Now, Dr. Dumas and colleagues also show that there could be an effect in the other direction: that the gut microbiome may determine how the body responds to diet.
For their study, the researchers placed around 50 mice with similar genetic makeup on a high-fat diet and tracked changes in their health and behavior.
Before switching the mice to the high-fat diet, the team used magnetic resonance spectroscopy to screen urine samples from the animals for metabolites of their gut microbes. This yielded a “gut microbiome signature” for each animal.
The high-fat diet resulted in several changes in the mice, but not all of them were affected in the same way, despite the fact that they were genetically similar.
Some mice put on more weight than others, and some became less tolerant of glucose. Glucose intolerance is an early sign of diabetes.
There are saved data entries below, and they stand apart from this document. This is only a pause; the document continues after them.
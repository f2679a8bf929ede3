//! Capacity and request validation for first-come reservations.

use serde::Serialize;

use crate::{
    catalog::{Catalog, Event, ReservationType},
    error::ServiceError,
};

pub const MAX_NAME_CHARS: usize = 20;

#[derive(Debug, Clone, Copy, PartialEq, Eq)]
pub enum Admission {
    Admitted { remaining_after: i64 },
    Full,
}

/// A slot admits a new reservation iff `taken < capacity`.
pub fn check_capacity(taken: i64, capacity: i32) -> Admission {
    let capacity = i64::from(capacity);
    if taken < capacity {
        Admission::Admitted {
            remaining_after: capacity - taken - 1,
        }
    } else {
        Admission::Full
    }
}

#[derive(Debug, Clone, PartialEq, Eq, Serialize)]
pub struct SlotAvailability {
    pub event_time: String,
    pub capacity: i32,
    pub reserved: i64,
    pub remaining: i64,
}

/// Joins per-slot counts from the database with the catalog's offered times.
pub fn availability(event: &Event, counts: &[(String, i64)]) -> Vec<SlotAvailability> {
    event
        .times
        .iter()
        .map(|time| {
            let reserved = counts
                .iter()
                .find(|(t, _)| t == time)
                .map(|(_, n)| *n)
                .unwrap_or(0);
            SlotAvailability {
                event_time: time.clone(),
                capacity: event.capacity,
                reserved,
                remaining: (i64::from(event.capacity) - reserved).max(0),
            }
        })
        .collect()
}

pub fn validate_user_name(raw: &str) -> Result<String, ServiceError> {
    let name = raw.trim();
    if name.is_empty() {
        return Err(ServiceError::validation("名前を入力してください"));
    }
    if name.chars().count() > MAX_NAME_CHARS {
        return Err(ServiceError::validation(format!(
            "名前は{MAX_NAME_CHARS}文字以内で入力してください"
        )));
    }
    if name.chars().any(char::is_control) {
        return Err(ServiceError::validation("名前に使用できない文字が含まれています"));
    }
    Ok(name.to_string())
}

/// Resolves a first-come slot in the catalog, rejecting unknown events,
/// lottery events, and times the event does not offer.
pub fn first_come_event<'a>(catalog: &'a Catalog, event_id: i32, event_time: &str) -> Result<&'a Event, ServiceError> {
    let event = catalog.event(event_id).ok_or(ServiceError::NotFound("企画"))?;
    if event.reservation_type != ReservationType::FirstCome {
        return Err(ServiceError::validation("この企画は抽選制です。抽選に応募してください"));
    }
    if !event.offers(event_time) {
        return Err(ServiceError::validation("選択された時間帯は存在しません"));
    }
    Ok(event)
}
There were also some changes in behavior, such as in levels of anxiety and activity.
Analysis against the animals’ gut microbiome signatures showed that they were predictive of some of the changes. The team found that one metabolite in particular, called trimethylamine-N-oxide, was an accurate predictor of glucose intolerance.
Co-senior author Jeremy K. Nicholson, a professor and head of the Department of Surgery and Cancer at Imperial College London, explains that in early life, “we start off with very few bugs” and our microbiome enlarges as we acquire more microbes from our environment.
“This means that small differences in the local environment can result in a great diversity in terms of the microbiome,” he adds, as he sums up the research:
“This study is another fascinating example of the power of the microbiome to influence the host with respect to major health risks. It shows that value of a diet is determined not only by your genes, but also the genes of your gut microbes.”